Change 363110 merged by Dzahn:
[operations/puppet@production] decom subra and suhail

https://gerrit.wikimedia.org/r/363110

Mentioned in SAL (#wikimedia-operations) [2017-07-05T22:29:02Z] <mutante> subra/suhail: re-enabled puppet, now with role::spare, no more poolcounter, scheduled icinga downtimes for decom (T169506)

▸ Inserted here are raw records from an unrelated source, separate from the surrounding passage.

//! Centralized defaults and limits.
//!
//! Every fallback value used when configuration is absent lives here so the
//! defaults can be audited in one place.

// =============================================================================
// Server
// =============================================================================

/// Default HTTP port.
pub const DEFAULT_PORT: u16 = 8080;

/// Default bind address (all interfaces).
pub const DEFAULT_HOST: &str = "0.0.0.0";

/// Maximum request body size (64 KB).
/// A timer upsert is a name and a number; anything larger is rejected.
pub const MAX_BODY_SIZE_BYTES: usize = 64 * 1024;

/// Realm advertised in `WWW-Authenticate` challenges.
pub const AUTH_REALM: &str = "Restricted";

// =============================================================================
// Storage
// =============================================================================

/// Default database location, relative to the working directory.
pub const DEFAULT_DB_PATH: &str = "data/database.db";

/// Milliseconds SQLite waits on a locked database before failing.
pub const SQLITE_BUSY_TIMEOUT_MS: u64 = 5_000;

// =============================================================================
// Credentials
// =============================================================================

/// Fallback username. Startup warns when it is in use.
pub const DEFAULT_USERNAME: &str = "admin";

/// Fallback password. Startup warns when it is in use.
pub const DEFAULT_PASSWORD: &str = "password";

// =============================================================================
// Janitor
// =============================================================================

/// Default eviction schedule: 04:00 on days 1, 16 and 31 of every month.
///
/// Six-field form (`sec min hour day month weekday`).
pub const DEFAULT_SCHEDULE: &str = "0 0 4 */15 * *";

/// Default retention window in days.
pub const DEFAULT_RETENTION_DAYS: u32 = 30;

// =============================================================================
// HTTP Messages
// =============================================================================

/// Content-Type for JSON responses.
pub const CONTENT_TYPE_JSON: &str = "application/json";

/// Content-Type used for the bare seconds response.
pub const CONTENT_TYPE_HTML: &str = "text/html";

/// Header carrying the per-request correlation ID.
pub const HEADER_REQUEST_ID: &str = "x-request-id";

// =============================================================================
// Config
// =============================================================================

/// Environment variable naming an optional TOML config file.
pub const CONFIG_PATH_ENV: &str = "UPLOAD_TIME_CONFIG";
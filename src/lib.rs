// =============================================================================
// Lint Configuration
// =============================================================================

#![deny(unsafe_code)]
// Correctness: Must handle all fallible operations
#![deny(unused_must_use)]
// Quality: Pedantic but pragmatic
#![warn(clippy::all)]
#![warn(clippy::pedantic)]
#![warn(rust_2018_idioms)]
#![allow(missing_debug_implementations)] // Store and scheduler wrap handles without Debug

// Allowed with documented reasons
#![allow(clippy::missing_errors_doc)] // Error returns self-documenting via type
#![allow(clippy::missing_panics_doc)] // Panics only in tests
#![allow(clippy::module_name_repetitions)] // e.g., janitor::JanitorStatus is clearer
#![allow(clippy::doc_markdown)] // Too many false positives in code docs
#![allow(clippy::must_use_candidate)] // Not all returned values need annotation

//! Library crate for upload-time: an authenticated HTTP store for named
//! timers with scheduled eviction of stale entries.
//!
//! # Layers
//!
//! - [`store`] - SQLite table of timer records keyed by a name-derived id
//! - [`service`] - Timer operations (normalize, derive, upsert)
//! - [`janitor`] - Cron-driven eviction of records older than the retention window
//! - [`http`] - axum router with HTTP Basic auth
//!
//! # Example
//!
//! ```
//! use upload_time::store::derive_id;
//!
//! // Ids are the first 8 bytes of the BLAKE3 digest, big-endian
//! assert_eq!(derive_id(""), -5_831_236_029_470_105_178);
//! assert_eq!(derive_id("alarm"), derive_id("alarm"));
//! ```

pub mod config;
pub mod constants;
pub mod error;
pub mod http;
pub mod janitor;
pub mod logging;
pub mod metrics;
pub mod service;
pub mod store;

pub use config::AppConfig;
pub use error::{Error, Result};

@RobH thanks for adding the template! I did all the check boxes up to "non-interruptible". I can't continue that part myself due to lack of switch access. Let me know when you have some time for the switch port part then we can do it together.

Dzahn subscribed.

Change 363648 had a related patch set uploaded (by RobH; owner: RobH):
[operations/dns@master] decommission of subra/suhail

https://gerrit.wikimedia.org/r/363648

Change 363649 had a related patch set uploaded (by RobH; owner: RobH):
[operations/puppet@production] decom of subra/suhail

https://gerrit.wikimedia.org/r/363649

Change 363648 merged by RobH:
[operations/dns@master] decommission of subra/suhail

https://gerrit.wikimedia.org/r/363648

Change 363649 merged by RobH:
[operations/puppet@production] decom of subra/suhail

https://gerrit.wikimedia.org/r/363649

RobH edited projects, added ops-codfw; removed Patch-For-Review.
RobH added a subscriber: Papaul.

@Papaul,

Please go ahead and wipe the disks and decom/unrack these systems. Thanks!

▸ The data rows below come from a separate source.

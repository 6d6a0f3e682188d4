//! Record and policy types for the timer store.

use chrono::{DateTime, TimeDelta, Utc};
use serde::{Deserialize, Serialize};

/// A stored timer.
#[derive(Debug, Clone, PartialEq, Eq, Serialize, Deserialize)]
pub struct TimerRecord {
    /// Derived from `name`; primary key.
    pub id: i64,
    /// Human-readable label.
    pub name: String,
    /// Non-negative quantity attached to the name.
    pub seconds: i64,
    /// Time of the most recent write, whole seconds.
    #[serde(rename = "timestamp")]
    pub last_updated: DateTime<Utc>,
}

/// Which branch of an upsert was taken.
#[derive(Debug, Clone, Copy, PartialEq, Eq, Serialize, Deserialize)]
#[serde(rename_all = "lowercase")]
pub enum UpsertOutcome {
    /// The name was new; a record was created.
    Inserted,
    /// An existing record was overwritten.
    Updated,
}

impl UpsertOutcome {
    /// Present participle of the write, for messages.
    pub const fn verb(self) -> &'static str {
        match self {
            Self::Inserted => "inserting",
            Self::Updated => "updating",
        }
    }
}

/// Age threshold beyond which records are evicted.
///
/// A record is stale when `last_updated < now - window`. A record exactly
/// `window` old is kept.
#[derive(Debug, Clone, Copy, PartialEq, Eq)]
pub struct RetentionPolicy {
    window_secs: i64,
}

impl RetentionPolicy {
    /// Retention window of `days` whole days.
    pub const fn days(days: u32) -> Self {
        Self {
            window_secs: days as i64 * 86_400,
        }
    }

    /// Retention window of `secs` seconds. Negative input is treated as 0.
    pub const fn seconds(secs: i64) -> Self {
        Self {
            window_secs: if secs < 0 { 0 } else { secs },
        }
    }

    /// Window length in seconds.
    pub const fn window_secs(&self) -> i64 {
        self.window_secs
    }

    /// The oldest `last_updated` that survives a pass run at `now`.
    pub fn cutoff(&self, now: DateTime<Utc>) -> DateTime<Utc> {
        TimeDelta::try_seconds(self.window_secs)
            .and_then(|window| now.checked_sub_signed(window))
            .unwrap_or(DateTime::<Utc>::MIN_UTC)
    }
}
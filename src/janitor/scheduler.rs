//! Cron wiring for the janitor.
//!
//! Wraps `tokio-cron-scheduler` with a single job that calls
//! [`Janitor::run_pass`] on each trigger.

use std::sync::Arc;
use tokio_cron_scheduler::{Job, JobScheduler};

use super::runner::Janitor;
use crate::error::{Error, Result};
use crate::service::now_seconds;

/// Rewrites a classic 5-field cron expression to the scheduler's
/// seconds-first form by prepending a `0` seconds field.
///
/// Expressions with 6 or 7 fields are returned trimmed but otherwise intact.
pub fn normalize_schedule(expr: &str) -> String {
    let fields: Vec<&str> = expr.split_whitespace().collect();
    if fields.len() == 5 {
        format!("0 {}", fields.join(" "))
    } else {
        fields.join(" ")
    }
}

/// Normalizes and parses a cron expression without scheduling anything.
pub fn validate_schedule(expr: &str) -> Result<String> {
    let normalized = normalize_schedule(expr);
    if normalized.is_empty() {
        return Err(Error::Config("cron schedule is empty".to_string()));
    }

    Job::new_async(normalized.as_str(), |_uuid, _lock| Box::pin(async {}))
        .map_err(|e| Error::Config(format!("invalid cron expression '{expr}': {e}")))?;
    Ok(normalized)
}

/// Scheduler service owning the janitor's cron job.
pub struct JanitorScheduler {
    scheduler: JobScheduler,
    schedule: String,
}

impl JanitorScheduler {
    /// Creates a scheduler with one job running `janitor` on `schedule`.
    ///
    /// The schedule is interpreted in UTC.
    pub async fn new(janitor: Arc<Janitor>, schedule: &str) -> Result<Self> {
        let schedule = validate_schedule(schedule)?;

        let scheduler = JobScheduler::new()
            .await
            .map_err(|e| Error::Schedule(format!("failed to create job scheduler: {e}")))?;

        let job = Job::new_async(schedule.as_str(), move |_uuid, _lock| {
            let janitor = Arc::clone(&janitor);
            Box::pin(async move {
                janitor.run_pass(now_seconds(), false).await;
            })
        })
        .map_err(|e| Error::Schedule(format!("invalid cron expression '{schedule}': {e}")))?;

        scheduler
            .add(job)
            .await
            .map_err(|e| Error::Schedule(format!("failed to add janitor job: {e}")))?;

        Ok(Self {
            scheduler,
            schedule,
        })
    }

    /// The normalized cron expression.
    pub fn schedule(&self) -> &str {
        &self.schedule
    }

    /// Starts the scheduler.
    pub async fn start(&self) -> Result<()> {
        self.scheduler
            .start()
            .await
            .map_err(|e| Error::Schedule(format!("failed to start scheduler: {e}")))?;
        tracing::info!(schedule = %self.schedule, "Janitor scheduler started");
        Ok(())
    }

    /// Stops the scheduler.
    pub async fn shutdown(&mut self) -> Result<()> {
        self.scheduler
            .shutdown()
            .await
            .map_err(|e| Error::Schedule(format!("failed to shutdown scheduler: {e}")))?;
        tracing::info!("Janitor scheduler stopped");
        Ok(())
    }
}
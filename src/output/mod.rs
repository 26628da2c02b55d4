//! Output module for persisting and summarizing harvest results
//!
//! This module handles:
//! - Exporting records as CSV or into a SQLite database
//! - Deriving statistics from a finished crawl

mod csv_output;
mod sqlite_output;
pub mod stats;
mod traits;

pub use csv_output::CsvExporter;
pub use sqlite_output::SqliteExporter;
pub use stats::{print_statistics, CrawlStatistics};
pub use traits::{OutputError, OutputResult, RecordExporter};

use crate::config::{OutputConfig, OutputFormat};
use crate::crawler::CrawlReport;
use crate::HarvestError;
use std::path::Path;

/// Exports a report in the configured format
///
/// # Arguments
///
/// * `output` - Output section of the configuration
/// * `path` - Destination, overriding `output.path`
/// * `report` - The finished crawl
/// * `config_hash` - Hash of the configuration, kept alongside SQLite runs
///
/// # Returns
///
/// * `Ok(usize)` - Number of records written
/// * `Err(HarvestError)` - The destination could not be written
pub fn export_report(
    output: &OutputConfig,
    path: Option<&Path>,
    report: &CrawlReport,
    config_hash: &str,
) -> Result<usize, HarvestError> {
    let path = path.unwrap_or_else(|| Path::new(&output.path));

    let written = match output.format {
        OutputFormat::Csv => CsvExporter::create(path)?.export(report)?,
        OutputFormat::Sqlite => SqliteExporter::open(path, config_hash)?.export(report)?,
    };

    tracing::info!("Exported {} records to {}", written, path.display());
    Ok(written)
}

Change 367919 had a related patch set uploaded (by Papaul; owner: Papaul):
[operations/dns@master] DNS: Remove mgmt DNS entries for subra and suhail

https://gerrit.wikimedia.org/r/367919

Change 367919 merged by RobH:
[operations/dns@master] DNS: Remove mgmt DNS entries for subra and suhail

https://gerrit.wikimedia.org/r/367919

merging papaul's dns change and removing switch port config

RobH removed a project: Patch-For-Review.
RobH updated the task description. (Show Details)